Some corner cases are now also handled correctly e.g. the one mentioned above if a peer's DELETE arrives before its CREATE_CHILD_SA response that creates the SA in the first place. Also handled properly are responders of rekeyings that incorrectly send a DELETE for the old Child SA (previously, this caused both, the new and the old SA, to get deleted).

Other Notable Features and Fixes

  • AF_VSOCK sockets can be used on Linux to communicate with a daemon that runs in a VM (e.g. via the vici plugin).
  • The file logger can optionally log messages as JSON objects (see the docs for details), and can add timestamps in microseconds via the new time_precision setting.
  • The behavior when reloading or unloading connections that include start in their start_action has been improved.

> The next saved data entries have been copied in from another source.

//! Project configuration aggregate.
//!
//! [`Configuration`] mirrors the `quillysoft-cli.json` file one-to-one. Every
//! field has a built-in default, and `#[serde(default)]` on each section means
//! a partially written file fills the gaps instead of failing.
//!
//! Unknown top-level keys are captured in [`Configuration::extensions`] and
//! written back at the top level on save. Unknown keys inside the fixed
//! sections are ignored.
//!
//! The aggregate is a plain value. It is created per invocation and passed to
//! whoever needs it; there is no process-wide instance.

use std::{
    collections::BTreeMap,
    fmt,
    path::{Path, PathBuf},
    str::FromStr,
};

use serde::{Deserialize, Deserializer, Serialize};

use crate::domain::{DomainError, Model, Renderable};

/// Name of the configuration file searched for in the working directory and
/// its ancestors.
pub const CONFIG_FILE_NAME: &str = "quillysoft-cli.json";

/// Top-level keys owned by the fixed sections. An extension under one of
/// these names would be written as a duplicate key.
pub const RESERVED_KEYS: [&str; 6] = [
    "schemaVersion",
    "projectInfo",
    "projectPaths",
    "codeGenerationSettings",
    "templateSettings",
    "projectType",
];

/// Root configuration aggregate.
#[derive(Debug, Clone, PartialEq, Serialize, Deserialize)]
#[serde(rename_all = "camelCase", default)]
pub struct Configuration {
    /// Informational only; never validated.
    pub schema_version: String,
    #[serde(deserialize_with = "null_as_default")]
    pub project_info: ProjectInfo,
    #[serde(deserialize_with = "null_as_default")]
    pub project_paths: ProjectPaths,
    #[serde(deserialize_with = "null_as_default")]
    pub code_generation_settings: CodeGenerationSettings,
    #[serde(deserialize_with = "null_as_default")]
    pub template_settings: TemplateSettings,
    /// Stored verbatim. Use [`Configuration::project_type_kind`] for a typed view.
    pub project_type: String,
    /// Open extension point: every unknown top-level key, in file order.
    #[serde(flatten)]
    pub extensions: serde_json::Map<String, serde_json::Value>,
}

#[derive(Debug, Clone, PartialEq, Eq, Serialize, Deserialize)]
#[serde(rename_all = "camelCase", default)]
pub struct ProjectInfo {
    pub name: String,
    pub namespace: String,
    pub description: String,
    pub author: String,
    pub version: String,
}

/// Filesystem layout of the generated solution.
///
/// Sub-paths are usually relative to `root_path`; absolute sub-paths are kept
/// as they are by [`ProjectPaths::resolve`].
#[derive(Debug, Clone, PartialEq, Eq, Serialize, Deserialize)]
#[serde(rename_all = "camelCase", default)]
pub struct ProjectPaths {
    pub root_path: PathBuf,
    pub domain_path: PathBuf,
    pub application_path: PathBuf,
    pub infrastructure_path: PathBuf,
    pub persistence_path: PathBuf,
    pub web_api_path: PathBuf,
    pub shared_path: PathBuf,
    pub tests_path: PathBuf,
}

#[derive(Debug, Clone, PartialEq, Eq, Serialize, Deserialize)]
#[serde(rename_all = "camelCase", default)]
pub struct CodeGenerationSettings {
    pub default_entity_type: EntityType,
    pub generate_events: bool,
    pub generate_mapping_profiles: bool,
    pub generate_permissions: bool,
    pub generate_tests: bool,
}

#[derive(Debug, Clone, PartialEq, Eq, Serialize, Deserialize)]
#[serde(rename_all = "camelCase", default)]
pub struct TemplateSettings {
    pub default_template: String,
    #[serde(skip_serializing_if = "Option::is_none")]
    pub custom_templates_path: Option<PathBuf>,
    pub enable_custom_templates: bool,
    /// Template name → name of the template that should be rendered instead.
    #[serde(deserialize_with = "null_as_default")]
    pub template_overrides: BTreeMap<String, String>,
}

/// An explicit `null` reads as the field's default instead of failing the file.
fn null_as_default<'de, D, T>(deserializer: D) -> Result<T, D::Error>
where
    D: Deserializer<'de>,
    T: Default + Deserialize<'de>,
{
    Ok(Option::<T>::deserialize(deserializer)?.unwrap_or_default())
}

/// Base type generated entities derive from.
#[derive(Debug, Clone, Copy, PartialEq, Eq, Default, Serialize, Deserialize)]
pub enum EntityType {
    Simple,
    Audited,
    #[default]
    FullyAudited,
    BaseEntity,
}

/// Well-known project layouts.
#[derive(Debug, Clone, Copy, PartialEq, Eq, Default)]
pub enum ProjectType {
    #[default]
    CleanArchitecture,
    OnionArchitecture,
    MinimalApi,
    Microservice,
}

// ----------------------------------------------------------------------------
// Defaults
// ----------------------------------------------------------------------------

impl Default for Configuration {
    fn default() -> Self {
        Self {
            schema_version: "1.0".into(),
            project_info: ProjectInfo::default(),
            project_paths: ProjectPaths::default(),
            code_generation_settings: CodeGenerationSettings::default(),
            template_settings: TemplateSettings::default(),
            project_type: ProjectType::default().to_string(),
            extensions: serde_json::Map::new(),
        }
    }
}

impl Default for ProjectInfo {
    fn default() -> Self {
        Self {
            name: "MyProject".into(),
            namespace: "MyProject".into(),
            description: String::new(),
            author: String::new(),
            version: "1.0.0".into(),
        }
    }
}

impl Default for ProjectPaths {
    fn default() -> Self {
        Self::with_root(".")
    }
}

impl Default for CodeGenerationSettings {
    fn default() -> Self {
        Self {
            default_entity_type: EntityType::default(),
            generate_events: true,
            generate_mapping_profiles: true,
            generate_permissions: true,
            generate_tests: true,
        }
    }
}

impl Default for TemplateSettings {
    fn default() -> Self {
        Self {
            default_template: "default".into(),
            custom_templates_path: None,
            enable_custom_templates: false,
            template_overrides: BTreeMap::new(),
        }
    }
}

// ----------------------------------------------------------------------------
// Behaviour
// ----------------------------------------------------------------------------

impl Configuration {
    /// Default configuration rooted at `root`.
    pub fn with_root(root: impl Into<PathBuf>) -> Self {
        Self {
            project_paths: ProjectPaths::with_root(root),
            ..Self::default()
        }
    }

    /// A fully populated example, meant to be shown or written by `init --sample`.
    pub fn sample() -> Self {
        let mut overrides = BTreeMap::new();
        overrides.insert("entity".to_string(), "audited-entity".to_string());

        let mut extensions = serde_json::Map::new();
        extensions.insert(
            "fileHeader".into(),
            serde_json::json!({
                "enabled": true,
                "text": "Copyright (c) Contoso. All rights reserved."
            }),
        );

        Self {
            schema_version: "1.0".into(),
            project_info: ProjectInfo {
                name: "Contoso.Inventory".into(),
                namespace: "Contoso.Inventory".into(),
                description: "Inventory management service".into(),
                author: "Contoso Engineering".into(),
                version: "0.1.0".into(),
            },
            project_paths: ProjectPaths::default(),
            code_generation_settings: CodeGenerationSettings {
                default_entity_type: EntityType::Audited,
                ..CodeGenerationSettings::default()
            },
            template_settings: TemplateSettings {
                default_template: "entity".into(),
                custom_templates_path: Some(PathBuf::from(".quillysoft/templates")),
                enable_custom_templates: true,
                template_overrides: overrides,
            },
            project_type: ProjectType::CleanArchitecture.to_string(),
            extensions,
        }
    }

    /// Extension keys that collide with a fixed section, in map order.
    pub fn reserved_extension_keys(&self) -> Vec<&str> {
        self.extensions
            .keys()
            .map(String::as_str)
            .filter(|key| RESERVED_KEYS.contains(key))
            .collect()
    }

    /// Typed view of [`Configuration::project_type`].
    pub fn project_type_kind(&self) -> Result<ProjectType, DomainError> {
        self.project_type.parse()
    }

    /// Look up a setting by dotted camelCase path, e.g. `projectInfo.name`.
    pub fn lookup(&self, key: &str) -> Result<serde_json::Value, DomainError> {
        let not_found = || DomainError::UnknownSetting { key: key.into() };
        let root = serde_json::to_value(self).map_err(|_| not_found())?;

        key.split('.')
            .try_fold(&root, |node, segment| node.get(segment))
            .cloned()
            .ok_or_else(not_found)
    }
}

impl ProjectPaths {
    /// Default sub-paths under the given root.
    pub fn with_root(root: impl Into<PathBuf>) -> Self {
        Self {
            root_path: root.into(),
            domain_path: "src/Domain".into(),
            application_path: "src/Application".into(),
            infrastructure_path: "src/Infrastructure".into(),
            persistence_path: "src/Persistence".into(),
            web_api_path: "src/WebApi".into(),
            shared_path: "src/Shared".into(),
            tests_path: "tests".into(),
        }
    }

    /// Join a sub-path onto the root. Absolute sub-paths win.
    pub fn resolve(&self, sub_path: impl AsRef<Path>) -> PathBuf {
        self.root_path.join(sub_path)
    }

    /// Named sub-paths in declaration order (root excluded).
    pub fn sub_paths(&self) -> [(&'static str, &Path); 7] {
        [
            ("DomainPath", self.domain_path.as_path()),
            ("ApplicationPath", self.application_path.as_path()),
            ("InfrastructurePath", self.infrastructure_path.as_path()),
            ("PersistencePath", self.persistence_path.as_path()),
            ("WebApiPath", self.web_api_path.as_path()),
            ("SharedPath", self.shared_path.as_path()),
            ("TestsPath", self.tests_path.as_path()),
        ]
    }
}

/// Config-derived fields every generated file can use.
impl Renderable for Configuration {
    fn to_model(&self) -> Model {
        let info = &self.project_info;
        let paths = &self.project_paths;
        let codegen = &self.code_generation_settings;

        let mut model = Model::new()
            .with("ProjectName", &info.name)
            .with("Namespace", &info.namespace)
            .with("Description", &info.description)
            .with("Author", &info.author)
            .with("Version", &info.version)
            .with("ProjectType", &self.project_type)
            .with("RootPath", paths.root_path.display().to_string());

        for (name, path) in paths.sub_paths() {
            model.set(name, path.display().to_string());
        }

        model
            .with("DefaultEntityType", codegen.default_entity_type.to_string())
            .with("GenerateEvents", codegen.generate_events)
            .with("GenerateMappingProfiles", codegen.generate_mapping_profiles)
            .with("GeneratePermissions", codegen.generate_permissions)
            .with("GenerateTests", codegen.generate_tests)
    }
}

// ----------------------------------------------------------------------------
// Enum conversions
// ----------------------------------------------------------------------------

impl EntityType {
    pub const ALL: [EntityType; 4] = [
        Self::Simple,
        Self::Audited,
        Self::FullyAudited,
        Self::BaseEntity,
    ];

    pub const fn as_str(self) -> &'static str {
        match self {
            Self::Simple => "Simple",
            Self::Audited => "Audited",
            Self::FullyAudited => "FullyAudited",
            Self::BaseEntity => "BaseEntity",
        }
    }
}

impl fmt::Display for EntityType {
    fn fmt(&self, f: &mut fmt::Formatter<'_>) -> fmt::Result {
        f.write_str(self.as_str())
    }
}

impl FromStr for EntityType {
    type Err = DomainError;

    fn from_str(s: &str) -> Result<Self, Self::Err> {
        Self::ALL
            .into_iter()
            .find(|t| t.as_str().eq_ignore_ascii_case(s.trim()))
            .ok_or_else(|| DomainError::UnknownEntityType(s.to_string()))
    }
}

impl ProjectType {
    pub const ALL: [ProjectType; 4] = [
        Self::CleanArchitecture,
        Self::OnionArchitecture,
        Self::MinimalApi,
        Self::Microservice,
    ];

    pub const fn as_str(self) -> &'static str {
        match self {
            Self::CleanArchitecture => "CleanArchitecture",
            Self::OnionArchitecture => "OnionArchitecture",
            Self::MinimalApi => "MinimalApi",
            Self::Microservice => "Microservice",
        }
    }
}

impl fmt::Display for ProjectType {
    fn fmt(&self, f: &mut fmt::Formatter<'_>) -> fmt::Result {
        f.write_str(self.as_str())
    }
}

impl FromStr for ProjectType {
    type Err = DomainError;

    fn from_str(s: &str) -> Result<Self, Self::Err> {
        Self::ALL
            .into_iter()
            .find(|t| t.as_str().eq_ignore_ascii_case(s.trim()))
            .ok_or_else(|| DomainError::UnknownProjectType(s.to_string()))
    }
}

  • If no identity is configured but a certificate is available, the subject DN is used instead of the IP address.
  • The NetworkManager plugin (charon-nm) now uses a different routing table than the regular IKE daemon to avoid conflicts if both are running.
  • The cert-enroll script now supports three generations of CA certificates.
  • TUN devices can properly handle IPv6 addresses and routes via them are now correctly installed on FreeBSD.